1. Single Mode (single)

  • Requires an HLA column
  • Automatically standardizes allele names using a mapping file
  • Predicts binding for the correctly matched allele

Best for: Standard epitope-HLA tables from IEDB, VDJdb, or custom datasets.

2. Pan / Supergroup Mode (pan)

  • Works with or without a helper (supergroup) column
  • Supports predictions for Homo sapiens ('hs'), Mus musculus ('mmu) or pan-prediction without species specification
  • If a valid family is given (e.g. HLA-A01, HLA-B15, HLA-E01), searches only inside that family
  • If no family or unknown family → performs a smart two-round search:
    1. First round: finds the best supergroup using representative alleles
    2. Second round: finds the best allele inside the winning supergroup
  • Handles HLA-free epitope lists

Best for: Large epitope sets with partial or no HLA information.

Directory Structure

mhc_netmhcpan_wrapper/
├── src/
│   ├── __init__.py
│   ├── config.py
│   ├── run_netmhcpan.py          # Main high-level function
│   ├── single_predictor.py
|   ├── mhc_supergroups_hs.txt
|   ├── mhc_supergroups_mmu.txt
│   └── pan_predictor.py
├── datasets/
│   ├── allele_nomenclature_mapping.txt
│   └── mhc_supergroups.txt
├── tmp/                          # Auto-created for temporary files
├── testing.ipynb                 # Usage examples
├── Netmchpan_wrapper_development_notebook.ipynb
├── README.md
└── ...

Quick Start Tutorial

1. Configuration

Edit src/config.py and set the number of cores:

from pathlib import Path

TMPDIR = Path('../tmp')
PATH_TO_SUPERGROUPS = Path('../datasets/mhc_supergroups.txt')
PATH_TO_MAPPING = Path('../datasets/allele_nomenclature_mapping.txt')
N_CORES = 8

2. Basic Usage

import pandas as pd
from pathlib import Path
from src.run_netmhcpan import run_netmhcpan

PATH_TO_NETMHCPAN = Path("/path/to/netMHCpan-4.2bstatic.Linux/netMHCpan-4.2")

# === Single mode ===
df = pd.read_csv("your_data.tsv", sep="\t")

result = run_netmhcpan(
    prediction_mode='single',
    path_to_netmhcpan=str(PATH_TO_NETMHCPAN),
    df=df,
    epitope_colname='antigen.epitope',
    hla_column='hla'
)

# === Pan mode ===
pan_df = pd.DataFrame({
    'epitope': ['LIDGIFLRY', 'VMADRTRHL', 'ANADLEVKI'],
    'family': [None, 'HLA-E01', 'HLA-C06']
})

result_pan = run_netmhcpan(
    prediction_mode='pan',
    path_to_netmhcpan=str(PATH_TO_NETMHCPAN),
    df=pan_df,
    epitope_colname='epitope',
    supergroup_column='family'   # can be None for pure pan search
    species = 'None' #can be hs or mmu for species-restricted pan-prediction
)

Using Classes Directly (Advanced)

from src.single_predictor import SinglePredictor

single = SinglePredictor(
    path_to_netmhcpan=PATH_TO_NETMHCPAN,
    path_to_mapping=Path("datasets/allele_nomenclature_mapping.txt"),
    tmpdir=Path("tmp"),
    n_cores=8
)

df = single.match_hla(df, 'hla')
df = single.predict_affinity_dataframe(df, 'epitope', 'matched_hla')

Important Notes

  • You must have NetMHCpan-4.2 installed and working from the command line (netMHCpan -h)
  • The wrapper calls the binary via subprocess
  • Predictions are run in BA mode (-BA)
  • For very large datasets, adjust N_CORES according to your available CPU and memory

License

This wrapper is available under GNU General Public License.
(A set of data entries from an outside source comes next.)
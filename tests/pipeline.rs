// pipeline.rs
//
// End-to-end conversion tests: a synthetic series-family file through both
// parse passes and the emitter.

use std::io::Cursor;

use soft2pcl::assemble::assemble;
use soft2pcl::emit::write_pcl;
use soft2pcl::error::ParseError;
use soft2pcl::resolve::{resolve_columns, ColumnChoice, FixedChooser, KeywordChooser};

const FAMILY: &str = "\
^SERIES = GSE100\n\
!Series_title = synthetic test series\n\
^PLATFORM = GPL5\n\
#ID = probe identifier\n\
!platform_table_begin\n\
ID\tORF\n\
X1\tadh1\n\
X2\tcyc1\n\
X3\ttef2\n\
!platform_table_end\n\
^SAMPLE = GSM2\n\
!Sample_title = heat shock\n\
!Sample_platform_id = GPL5\n\
!sample_table_begin\n\
ID_REF\tVALUE\n\
X1\t2.5\n\
X2\t0\n\
X3\t1.0\n\
!sample_table_end\n\
^SAMPLE = GSM1\n\
!Sample_title = control\n\
!Sample_platform_id = GPL5\n\
!sample_table_begin\n\
ID_REF\tVALUE\n\
X1\t1.5\n\
X2\t\n\
!sample_table_end\n";

fn fixed_chooser() -> FixedChooser {
    FixedChooser {
        platform: ColumnChoice { id_col: 0, value_col: 1 },
        sample: ColumnChoice { id_col: 0, value_col: 1 },
    }
}

fn convert(input: &str, zeros_as_missing: bool) -> String {
    let mut chooser = fixed_chooser();
    let first = resolve_columns(Cursor::new(input), &mut chooser).unwrap();
    let matrix = assemble(Cursor::new(input), &first).unwrap();
    let mut buf = Vec::new();
    write_pcl(&mut buf, &matrix, &first.sample_title, zeros_as_missing).unwrap();
    String::from_utf8(buf).unwrap()
}

#[test]
fn test_family_file_converts_to_expected_pcl() {
    let expected = "\
YORF\tNAME\tGWEIGHT\tcontrol\theat shock\n\
EWEIGHT\t\t\t1\t1\n\
adh1\tadh1\t1\t1.5\t2.5\n\
cyc1\tcyc1\t1\t\t0\n\
tef2\ttef2\t1\t\t1.0\n";
    assert_eq!(convert(FAMILY, false), expected);
}

#[test]
fn test_zeros_as_missing_blanks_zero_cells() {
    let text = convert(FAMILY, true);
    assert!(text.contains("cyc1\tcyc1\t1\t\t\n"));
    // Non-zero values are untouched.
    assert!(text.contains("adh1\tadh1\t1\t1.5\t2.5\n"));
}

#[test]
fn test_sample_columns_are_sorted_by_id_not_file_order() {
    // GSM2 is declared before GSM1 in the input; the header must still list
    // GSM1's title first.
    let text = convert(FAMILY, false);
    let header = text.lines().next().unwrap();
    assert_eq!(header, "YORF\tNAME\tGWEIGHT\tcontrol\theat shock");
}

#[test]
fn test_gene_row_count_matches_gene_universe() {
    let mut chooser = fixed_chooser();
    let first = resolve_columns(Cursor::new(FAMILY), &mut chooser).unwrap();
    let matrix = assemble(Cursor::new(FAMILY), &first).unwrap();
    let text = convert(FAMILY, false);
    assert_eq!(text.lines().count(), 2 + matrix.genes.len());
}

#[test]
fn test_keyword_detection_matches_fixed_configuration() {
    let mut chooser = KeywordChooser;
    let first = resolve_columns(Cursor::new(FAMILY), &mut chooser).unwrap();
    let matrix = assemble(Cursor::new(FAMILY), &first).unwrap();
    let mut buf = Vec::new();
    write_pcl(&mut buf, &matrix, &first.sample_title, false).unwrap();
    assert_eq!(String::from_utf8(buf).unwrap(), convert(FAMILY, false));
}

#[test]
fn test_unclosed_table_fails_instead_of_truncating() {
    let truncated = &FAMILY[..FAMILY.len() - "!sample_table_end\n".len()];
    let mut chooser = fixed_chooser();
    let err = resolve_columns(Cursor::new(truncated), &mut chooser).unwrap_err();
    assert!(matches!(err, ParseError::UnclosedTable { section, .. } if section == "sample"));
}

#[test]
fn test_negative_config_index_cancels_with_no_output() {
    let mut chooser = FixedChooser {
        platform: ColumnChoice { id_col: -1, value_col: -1 },
        sample: ColumnChoice { id_col: 0, value_col: 1 },
    };
    let err = resolve_columns(Cursor::new(FAMILY), &mut chooser).unwrap_err();
    assert!(matches!(err, ParseError::Cancelled { .. }));
    // The run stops before assembly; there is nothing to emit.
}

#[test]
fn test_value_strings_round_trip_verbatim() {
    // "1.0" must not be reformatted to "1".
    let text = convert(FAMILY, false);
    assert!(text.contains("tef2\ttef2\t1\t\t1.0\n"));
}

#[test]
fn test_plain_zeros_drive_the_auto_policy() {
    let mut chooser = fixed_chooser();
    let first = resolve_columns(Cursor::new(FAMILY), &mut chooser).unwrap();
    // One plain zero ("0"), no precise zeros.
    assert!(first.stats.suggest_zeros_as_missing());
    assert_eq!(first.stats.missing, 1);
    assert_eq!(first.stats.zero, 1);
}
NetMHCpan is distributed by DTU Health Tech (https://services.healthtech.dtu.dk/services/NetMHCpan-4.1/) — please respect their licensing terms.

Project details


Download files

Download the file for your platform. If you're not sure which to choose, learn more about installing packages.

Source Distribution

netmhcpanwrapper-0.1.0.tar.gz (47.6 kB view details)

Uploaded Source

Built Distribution

If you're not sure about the file name format, learn more about wheel file names.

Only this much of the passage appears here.